* [Required action]:
In the listing below, find the line containing "waiting to be sent" and the line containing "fn send_close(&mut self);". Repeat exactly those two lines and every line between them.

* [Records for the task]:
------------
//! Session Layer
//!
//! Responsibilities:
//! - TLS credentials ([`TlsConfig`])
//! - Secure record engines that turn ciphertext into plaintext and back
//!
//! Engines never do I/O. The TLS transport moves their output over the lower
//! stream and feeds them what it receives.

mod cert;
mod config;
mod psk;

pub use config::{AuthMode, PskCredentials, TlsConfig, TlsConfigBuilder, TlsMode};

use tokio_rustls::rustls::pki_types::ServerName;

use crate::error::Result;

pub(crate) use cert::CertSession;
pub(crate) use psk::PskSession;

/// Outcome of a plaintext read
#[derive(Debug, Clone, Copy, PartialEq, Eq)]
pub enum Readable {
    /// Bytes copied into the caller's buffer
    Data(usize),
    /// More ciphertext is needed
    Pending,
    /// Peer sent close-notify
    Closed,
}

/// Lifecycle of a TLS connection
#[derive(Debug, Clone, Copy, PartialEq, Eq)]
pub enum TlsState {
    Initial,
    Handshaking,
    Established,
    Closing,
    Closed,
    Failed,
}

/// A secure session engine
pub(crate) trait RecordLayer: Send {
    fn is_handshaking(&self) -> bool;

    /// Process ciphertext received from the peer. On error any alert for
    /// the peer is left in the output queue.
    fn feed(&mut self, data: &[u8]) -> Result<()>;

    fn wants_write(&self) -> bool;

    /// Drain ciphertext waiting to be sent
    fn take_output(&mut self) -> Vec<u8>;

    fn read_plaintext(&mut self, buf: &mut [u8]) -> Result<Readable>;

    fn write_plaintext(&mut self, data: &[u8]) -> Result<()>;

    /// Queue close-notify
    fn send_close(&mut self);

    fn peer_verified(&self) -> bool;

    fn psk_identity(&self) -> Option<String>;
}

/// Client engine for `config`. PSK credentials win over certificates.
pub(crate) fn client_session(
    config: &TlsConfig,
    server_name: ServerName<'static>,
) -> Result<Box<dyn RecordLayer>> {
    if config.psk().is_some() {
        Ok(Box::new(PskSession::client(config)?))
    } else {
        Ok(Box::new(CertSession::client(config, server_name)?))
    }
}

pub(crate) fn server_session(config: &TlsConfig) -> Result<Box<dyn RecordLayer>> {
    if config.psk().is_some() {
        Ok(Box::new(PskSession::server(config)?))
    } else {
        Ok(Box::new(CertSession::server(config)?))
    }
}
------------
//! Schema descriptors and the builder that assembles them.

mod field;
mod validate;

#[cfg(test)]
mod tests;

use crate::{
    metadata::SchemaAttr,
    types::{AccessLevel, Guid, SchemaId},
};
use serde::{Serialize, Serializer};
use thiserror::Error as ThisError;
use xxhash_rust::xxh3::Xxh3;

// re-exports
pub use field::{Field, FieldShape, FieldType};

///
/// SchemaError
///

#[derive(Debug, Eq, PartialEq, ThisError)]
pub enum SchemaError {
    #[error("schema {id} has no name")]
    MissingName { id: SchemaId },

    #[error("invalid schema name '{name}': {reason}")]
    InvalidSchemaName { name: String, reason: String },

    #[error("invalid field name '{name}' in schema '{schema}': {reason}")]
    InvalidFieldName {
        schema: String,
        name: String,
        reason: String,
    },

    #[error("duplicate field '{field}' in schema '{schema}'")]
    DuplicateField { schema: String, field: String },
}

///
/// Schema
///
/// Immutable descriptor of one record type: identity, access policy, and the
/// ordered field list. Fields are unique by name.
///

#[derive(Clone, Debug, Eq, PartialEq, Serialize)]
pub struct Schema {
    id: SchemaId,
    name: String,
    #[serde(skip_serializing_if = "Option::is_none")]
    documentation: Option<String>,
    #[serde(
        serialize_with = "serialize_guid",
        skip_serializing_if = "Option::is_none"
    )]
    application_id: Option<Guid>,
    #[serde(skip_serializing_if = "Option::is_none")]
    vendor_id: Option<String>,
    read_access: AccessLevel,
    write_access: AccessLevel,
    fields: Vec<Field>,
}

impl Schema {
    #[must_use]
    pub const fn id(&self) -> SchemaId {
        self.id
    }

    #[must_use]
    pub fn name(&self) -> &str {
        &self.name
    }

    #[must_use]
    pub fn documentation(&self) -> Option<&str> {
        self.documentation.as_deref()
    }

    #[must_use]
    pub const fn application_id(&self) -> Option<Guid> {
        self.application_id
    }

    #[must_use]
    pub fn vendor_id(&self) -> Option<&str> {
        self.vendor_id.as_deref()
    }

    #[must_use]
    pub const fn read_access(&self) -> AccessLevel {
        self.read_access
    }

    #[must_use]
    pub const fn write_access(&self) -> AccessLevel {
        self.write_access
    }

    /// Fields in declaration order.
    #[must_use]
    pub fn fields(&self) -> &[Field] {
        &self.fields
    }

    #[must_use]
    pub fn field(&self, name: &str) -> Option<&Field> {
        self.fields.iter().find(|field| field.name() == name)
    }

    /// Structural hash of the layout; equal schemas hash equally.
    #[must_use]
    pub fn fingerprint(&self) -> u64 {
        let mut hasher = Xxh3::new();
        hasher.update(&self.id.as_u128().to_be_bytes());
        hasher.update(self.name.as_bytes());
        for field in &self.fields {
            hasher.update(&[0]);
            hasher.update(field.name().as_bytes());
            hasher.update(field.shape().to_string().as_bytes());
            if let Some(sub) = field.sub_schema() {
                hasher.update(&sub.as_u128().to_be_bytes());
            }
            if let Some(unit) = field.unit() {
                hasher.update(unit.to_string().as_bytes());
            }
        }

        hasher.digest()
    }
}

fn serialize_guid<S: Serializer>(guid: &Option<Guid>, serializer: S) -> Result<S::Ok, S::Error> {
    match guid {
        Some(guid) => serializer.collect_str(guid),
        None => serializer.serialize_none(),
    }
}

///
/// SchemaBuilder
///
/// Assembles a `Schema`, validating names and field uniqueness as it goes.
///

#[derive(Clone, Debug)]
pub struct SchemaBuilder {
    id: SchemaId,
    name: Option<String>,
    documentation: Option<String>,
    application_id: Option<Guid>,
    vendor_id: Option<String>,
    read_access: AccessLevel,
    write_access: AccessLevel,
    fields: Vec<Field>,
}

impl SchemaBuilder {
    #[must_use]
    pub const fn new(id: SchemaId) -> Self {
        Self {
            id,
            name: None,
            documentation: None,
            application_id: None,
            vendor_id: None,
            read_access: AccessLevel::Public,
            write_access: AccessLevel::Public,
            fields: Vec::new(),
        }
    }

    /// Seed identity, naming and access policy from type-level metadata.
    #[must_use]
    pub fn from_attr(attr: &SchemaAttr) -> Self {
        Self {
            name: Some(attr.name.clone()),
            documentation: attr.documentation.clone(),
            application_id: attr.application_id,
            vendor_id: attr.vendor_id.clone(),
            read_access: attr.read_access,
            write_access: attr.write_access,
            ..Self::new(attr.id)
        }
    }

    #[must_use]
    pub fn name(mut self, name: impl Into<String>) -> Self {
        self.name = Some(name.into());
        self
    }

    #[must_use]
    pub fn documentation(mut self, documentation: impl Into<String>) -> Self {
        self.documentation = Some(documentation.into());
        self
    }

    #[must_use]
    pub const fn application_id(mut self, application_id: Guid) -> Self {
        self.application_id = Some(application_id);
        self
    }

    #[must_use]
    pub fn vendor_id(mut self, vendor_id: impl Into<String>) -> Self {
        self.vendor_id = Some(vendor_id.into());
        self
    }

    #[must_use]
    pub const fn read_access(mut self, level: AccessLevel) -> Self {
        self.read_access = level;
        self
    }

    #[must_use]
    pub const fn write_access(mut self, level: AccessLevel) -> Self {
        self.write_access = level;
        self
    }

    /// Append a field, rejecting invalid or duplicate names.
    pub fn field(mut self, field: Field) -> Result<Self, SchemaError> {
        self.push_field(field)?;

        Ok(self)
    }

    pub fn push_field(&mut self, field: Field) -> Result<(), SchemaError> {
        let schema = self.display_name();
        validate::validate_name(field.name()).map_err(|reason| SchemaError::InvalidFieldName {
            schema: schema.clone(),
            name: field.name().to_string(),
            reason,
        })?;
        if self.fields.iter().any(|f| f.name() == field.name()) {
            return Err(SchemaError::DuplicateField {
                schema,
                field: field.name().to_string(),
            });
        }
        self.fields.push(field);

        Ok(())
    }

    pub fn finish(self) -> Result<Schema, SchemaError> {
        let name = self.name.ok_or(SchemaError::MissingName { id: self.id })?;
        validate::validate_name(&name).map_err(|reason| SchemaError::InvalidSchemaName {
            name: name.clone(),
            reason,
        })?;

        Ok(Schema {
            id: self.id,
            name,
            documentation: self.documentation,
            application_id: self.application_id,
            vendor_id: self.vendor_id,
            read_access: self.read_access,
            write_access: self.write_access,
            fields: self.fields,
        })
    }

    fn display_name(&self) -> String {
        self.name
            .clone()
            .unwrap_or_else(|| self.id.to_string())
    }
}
------------
* [Output of the task]:
    /// Drain ciphertext waiting to be sent
    fn take_output(&mut self) -> Vec<u8>;

    fn read_plaintext(&mut self, buf: &mut [u8]) -> Result<Readable>;

    fn write_plaintext(&mut self, data: &[u8]) -> Result<()>;

    /// Queue close-notify
    fn send_close(&mut self);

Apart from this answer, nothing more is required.